◆ **How to complete this task**
Look through the records below for the line with "let mut pool = PoolWriter::default();". Return that line and each one after it up to and including the line with "out.extend_from_slice(&[0xCA, 0xFE, 0xBA, 0xBE]);", exactly.

◆ **Entries provided**
■ ■ ■ ■ ■ ■ ■
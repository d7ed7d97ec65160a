//! Minimal class-file assembler for tests.
//!
//! Emits Java 8 class files with a constant pool holding only `Utf8` and
//! `Class` entries, no fields, and methods carrying a bare `Code` attribute.

use std::collections::HashMap;

const ACC_PUBLIC: u16 = 0x0001;
const ACC_STATIC: u16 = 0x0008;
const ACC_SUPER: u16 = 0x0020;
const ACC_INTERFACE: u16 = 0x0200;
const ACC_ABSTRACT: u16 = 0x0400;

const TAG_UTF8: u8 = 1;
const TAG_CLASS: u8 = 7;
const OP_RETURN: u8 = 0xB1;

/// Local-variable slots taken by the arguments of a method descriptor.
fn argument_slots(descriptor: &str) -> u16 {
    let arguments = descriptor
        .strip_prefix('(')
        .and_then(|rest| rest.split(')').next())
        .unwrap_or("");
    let mut slots = 0;
    let mut chars = arguments.chars();
    while let Some(c) = chars.next() {
        match c {
            'J' | 'D' => slots += 2,
            'L' => {
                chars.by_ref().find(|&c| c == ';');
                slots += 1;
            }
            '[' => {
                while let Some(element) = chars.next() {
                    if element == 'L' {
                        chars.by_ref().find(|&c| c == ';');
                    }
                    if element != '[' {
                        break;
                    }
                }
                slots += 1;
            }
            _ => slots += 1,
        }
    }
    slots
}

#[derive(Debug, Clone)]
struct MethodFixture {
    access: u16,
    name: String,
    descriptor: String,
    code: Vec<u8>,
    max_stack: u16,
    max_locals: u16,
}

#[derive(Debug, Clone)]
pub struct ClassFixture {
    access: u16,
    name: String,
    super_name: String,
    interfaces: Vec<String>,
    methods: Vec<MethodFixture>,
}

#[derive(Default)]
struct PoolWriter {
    entries: Vec<u8>,
    count: u16,
    utf8: HashMap<String, u16>,
    classes: HashMap<String, u16>,
}

impl PoolWriter {
    fn utf8(&mut self, value: &str) -> u16 {
        if let Some(index) = self.utf8.get(value) {
            return *index;
        }
        self.count += 1;
        self.entries.push(TAG_UTF8);
        self.entries
            .extend_from_slice(&(value.len() as u16).to_be_bytes());
        self.entries.extend_from_slice(value.as_bytes());
        self.utf8.insert(value.to_string(), self.count);
        self.count
    }

    fn class(&mut self, name: &str) -> u16 {
        if let Some(index) = self.classes.get(name) {
            return *index;
        }
        let name_index = self.utf8(name);
        self.count += 1;
        self.entries.push(TAG_CLASS);
        self.entries.extend_from_slice(&name_index.to_be_bytes());
        self.classes.insert(name.to_string(), self.count);
        self.count
    }
}

impl ClassFixture {
    /// A public concrete class extending `java/lang/Object`.
    pub fn new(name: &str) -> Self {
        Self {
            access: ACC_PUBLIC | ACC_SUPER,
            name: name.to_string(),
            super_name: "java/lang/Object".to_string(),
            interfaces: Vec::new(),
            methods: Vec::new(),
        }
    }

    pub fn implementing(mut self, interface: &str) -> Self {
        self.interfaces.push(interface.to_string());
        self
    }

    pub fn extending(mut self, super_name: &str) -> Self {
        self.super_name = super_name.to_string();
        self
    }

    pub fn abstract_class(mut self) -> Self {
        self.access |= ACC_ABSTRACT;
        self
    }

    pub fn interface(mut self) -> Self {
        self.access = ACC_PUBLIC | ACC_INTERFACE | ACC_ABSTRACT;
        self
    }

    /// Adds a method whose body is a single `return`.
    pub fn with_empty_method(self, name: &str, descriptor: &str, is_static: bool) -> Self {
        let access = if is_static {
            ACC_PUBLIC | ACC_STATIC
        } else {
            ACC_PUBLIC
        };
        let max_locals = argument_slots(descriptor) + if is_static { 0 } else { 1 };
        self.with_method_code(name, descriptor, access, vec![OP_RETURN], 0, max_locals)
    }

    pub fn with_method_code(
        mut self,
        name: &str,
        descriptor: &str,
        access: u16,
        code: Vec<u8>,
        max_stack: u16,
        max_locals: u16,
    ) -> Self {
        self.methods.push(MethodFixture {
            access,
            name: name.to_string(),
            descriptor: descriptor.to_string(),
            code,
            max_stack,
            max_locals,
        });
        self
    }

    pub fn to_bytes(&self) -> Vec<u8> {
        let mut pool = PoolWriter::default();
        let this_index = pool.class(&self.name);
        let super_index = pool.class(&self.super_name);
        let interface_indices: Vec<u16> = self.interfaces.iter().map(|i| pool.class(i)).collect();
        let code_name = pool.utf8("Code");

        let mut methods = Vec::new();
        for method in &self.methods {
            let name_index = pool.utf8(&method.name);
            let descriptor_index = pool.utf8(&method.descriptor);
            methods.extend_from_slice(&method.access.to_be_bytes());
            methods.extend_from_slice(&name_index.to_be_bytes());
            methods.extend_from_slice(&descriptor_index.to_be_bytes());
            methods.extend_from_slice(&1u16.to_be_bytes());

            // max_stack + max_locals + code_length + code + exception table + attributes
            let length = 2 + 2 + 4 + method.code.len() as u32 + 2 + 2;
            methods.extend_from_slice(&code_name.to_be_bytes());
            methods.extend_from_slice(&length.to_be_bytes());
            methods.extend_from_slice(&method.max_stack.to_be_bytes());
            methods.extend_from_slice(&method.max_locals.to_be_bytes());
            methods.extend_from_slice(&(method.code.len() as u32).to_be_bytes());
            methods.extend_from_slice(&method.code);
            methods.extend_from_slice(&0u16.to_be_bytes());
            methods.extend_from_slice(&0u16.to_be_bytes());
        }

        let mut out = Vec::new();
        out.extend_from_slice(&[0xCA, 0xFE, 0xBA, 0xBE]);
        out.extend_from_slice(&0u16.to_be_bytes());
        out.extend_from_slice(&52u16.to_be_bytes());
        out.extend_from_slice(&(pool.count + 1).to_be_bytes());
        out.extend_from_slice(&pool.entries);
        out.extend_from_slice(&self.access.to_be_bytes());
        out.extend_from_slice(&this_index.to_be_bytes());
        out.extend_from_slice(&super_index.to_be_bytes());
        out.extend_from_slice(&(interface_indices.len() as u16).to_be_bytes());
        for index in interface_indices {
            out.extend_from_slice(&index.to_be_bytes());
        }
        out.extend_from_slice(&0u16.to_be_bytes());
        out.extend_from_slice(&(self.methods.len() as u16).to_be_bytes());
        out.extend_from_slice(&methods);
        out.extend_from_slice(&0u16.to_be_bytes());
        out
    }
}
■ ■ ■ ■ ■ ■ ■
◆ **Reply to the task**
        let mut pool = PoolWriter::default();
        let this_index = pool.class(&self.name);
        let super_index = pool.class(&self.super_name);
        let interface_indices: Vec<u16> = self.interfaces.iter().map(|i| pool.class(i)).collect();
        let code_name = pool.utf8("Code");

        let mut methods = Vec::new();
        for method in &self.methods {
            let name_index = pool.utf8(&method.name);
            let descriptor_index = pool.utf8(&method.descriptor);
            methods.extend_from_slice(&method.access.to_be_bytes());
            methods.extend_from_slice(&name_index.to_be_bytes());
            methods.extend_from_slice(&descriptor_index.to_be_bytes());
            methods.extend_from_slice(&1u16.to_be_bytes());

            // max_stack + max_locals + code_length + code + exception table + attributes
            let length = 2 + 2 + 4 + method.code.len() as u32 + 2 + 2;
            methods.extend_from_slice(&code_name.to_be_bytes());
            methods.extend_from_slice(&length.to_be_bytes());
            methods.extend_from_slice(&method.max_stack.to_be_bytes());
            methods.extend_from_slice(&method.max_locals.to_be_bytes());
            methods.extend_from_slice(&(method.code.len() as u32).to_be_bytes());
            methods.extend_from_slice(&method.code);
            methods.extend_from_slice(&0u16.to_be_bytes());
            methods.extend_from_slice(&0u16.to_be_bytes());
        }

        let mut out = Vec::new();
        out.extend_from_slice(&[0xCA, 0xFE, 0xBA, 0xBE]);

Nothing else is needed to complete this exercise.